═══ Entries supplied

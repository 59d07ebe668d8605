//! Surfaces the tax value of the Section 24(b) self-occupied home-loan
//! interest deduction.
//!
//! Always computed on the old-regime basis; the orchestrator decides
//! whether to surface this check based on the recommended regime. This is
//! a display-only check — it reports what the capped deduction is worth,
//! but does not itself carry a `savings` figure, since the deduction is
//! already folded into old-regime taxable income rather than being
//! something the taxpayer still needs to act on.
use crate::finding::{CheckId, Finding};
use crate::money::Money;
use crate::profile::SalaryProfile;
use crate::tax_math;
use crate::traits::TaxYearRules;
use crate::types::{AgeCategory, Confidence, FindingStatus};

/// Runs the home-loan-interest check.
pub fn run(profile: &SalaryProfile, age: AgeCategory, rules: &dyn TaxYearRules) -> Finding {
    if profile.home_loan_interest.is_zero() {
        return Finding::not_applicable(
            CheckId::HomeLoanCheck,
            "Home loan interest",
            "No home loan interest declared",
        );
    }

    let cap = Money::from_rupees(tax_math::SECTION_24B_SELF_OCCUPIED_CAP);
    let capped_amount = profile.home_loan_interest.min(cap);
    let excess = profile.home_loan_interest.saturating_sub(cap);

    // old_regime_taxable_income already has this deduction subtracted out;
    // its value is the rate that applied to the rupees it shelters, i.e.
    // the marginal rate one step before this deduction was applied.
    let taxable_income_before_deduction = crate::regime::old_regime_taxable_income(profile, rules) + capped_amount;
    let marginal_rate = tax_math::marginal_rate_with_cess(taxable_income_before_deduction, rules.old_regime_slabs(age));
    let display_saving = capped_amount.multiply_rate(marginal_rate).round_to_rupee();

    let finding = if excess.is_zero() {
        format!("Section 24(b) deduction of {} on home loan interest", capped_amount)
    } else {
        format!(
            "Section 24(b) deduction capped at {} out of {} of home loan interest paid",
            capped_amount, profile.home_loan_interest
        )
    };
    let explanation = if excess.is_zero() {
        format!(
            "The full {} of home loan interest is within the {} self-occupied cap, worth {} at the marginal rate.",
            capped_amount, cap, display_saving
        )
    } else {
        format!(
            "{} of interest exceeds the {} self-occupied cap and is not deductible unless the property is let-out; the deductible {} is worth {} at the marginal rate.",
            excess, cap, capped_amount, display_saving
        )
    };

    Finding {
        check_id: CheckId::HomeLoanCheck,
        check_name: "Home loan interest".to_string(),
        status: FindingStatus::Opportunity,
        finding,
        savings: Money::ZERO,
        action: if excess.is_zero() {
            None
        } else {
            Some(
                "If the property can be classified as let-out, the full interest is deductible without the ₹2,00,000 cap"
                    .to_string(),
            )
        },
        deadline: None,
        confidence: if excess.is_zero() { Confidence::Definite } else { Confidence::NeedsVerification },
        explanation,
        details: serde_json::json!({
            "capped_amount": capped_amount.as_rupees(),
            "display_saving": display_saving.as_rupees(),
            "cap": cap.as_rupees(),
            "excess": excess.as_rupees(),
        }),
    }
}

══════

Copy the entries above exactly, leaving none out.

Solution to the exercise
repository 59d07ebe668d8605
//! Surfaces the tax value of the Section 24(b) self-occupied home-loan
//! interest deduction.
//!
//! Always computed on the old-regime basis; the orchestrator decides
//! whether to surface this check based on the recommended regime. This is
//! a display-only check — it reports what the capped deduction is worth,
//! but does not itself carry a `savings` figure, since the deduction is
//! already folded into old-regime taxable income rather than being
//! something the taxpayer still needs to act on.
use crate::finding::{CheckId, Finding};
use crate::money::Money;
use crate::profile::SalaryProfile;
use crate::tax_math;
use crate::traits::TaxYearRules;
use crate::types::{AgeCategory, Confidence, FindingStatus};

/// Runs the home-loan-interest check.
pub fn run(profile: &SalaryProfile, age: AgeCategory, rules: &dyn TaxYearRules) -> Finding {
    if profile.home_loan_interest.is_zero() {
        return Finding::not_applicable(
            CheckId::HomeLoanCheck,
            "Home loan interest",
            "No home loan interest declared",
        );
    }

    let cap = Money::from_rupees(tax_math::SECTION_24B_SELF_OCCUPIED_CAP);
    let capped_amount = profile.home_loan_interest.min(cap);
    let excess = profile.home_loan_interest.saturating_sub(cap);

    // old_regime_taxable_income already has this deduction subtracted out;
    // its value is the rate that applied to the rupees it shelters, i.e.
    // the marginal rate one step before this deduction was applied.
    let taxable_income_before_deduction = crate::regime::old_regime_taxable_income(profile, rules) + capped_amount;
    let marginal_rate = tax_math::marginal_rate_with_cess(taxable_income_before_deduction, rules.old_regime_slabs(age));
    let display_saving = capped_amount.multiply_rate(marginal_rate).round_to_rupee();

    let finding = if excess.is_zero() {
        format!("Section 24(b) deduction of {} on home loan interest", capped_amount)
    } else {
        format!(
            "Section 24(b) deduction capped at {} out of {} of home loan interest paid",
            capped_amount, profile.home_loan_interest
        )
    };
    let explanation = if excess.is_zero() {
        format!(
            "The full {} of home loan interest is within the {} self-occupied cap, worth {} at the marginal rate.",
            capped_amount, cap, display_saving
        )
    } else {
        format!(
            "{} of interest exceeds the {} self-occupied cap and is not deductible unless the property is let-out; the deductible {} is worth {} at the marginal rate.",
            excess, cap, capped_amount, display_saving
        )
    };

    Finding {
        check_id: CheckId::HomeLoanCheck,
        check_name: "Home loan interest".to_string(),
        status: FindingStatus::Opportunity,
        finding,
        savings: Money::ZERO,
        action: if excess.is_zero() {
            None
        } else {
            Some(
                "If the property can be classified as let-out, the full interest is deductible without the ₹2,00,000 cap"
                    .to_string(),
            )
        },
        deadline: None,
        confidence: if excess.is_zero() { Confidence::Definite } else { Confidence::NeedsVerification },
        explanation,
        details: serde_json::json!({
            "capped_amount": capped_amount.as_rupees(),
            "display_saving": display_saving.as_rupees(),
            "cap": cap.as_rupees(),
            "excess": excess.as_rupees(),
        }),
    }
}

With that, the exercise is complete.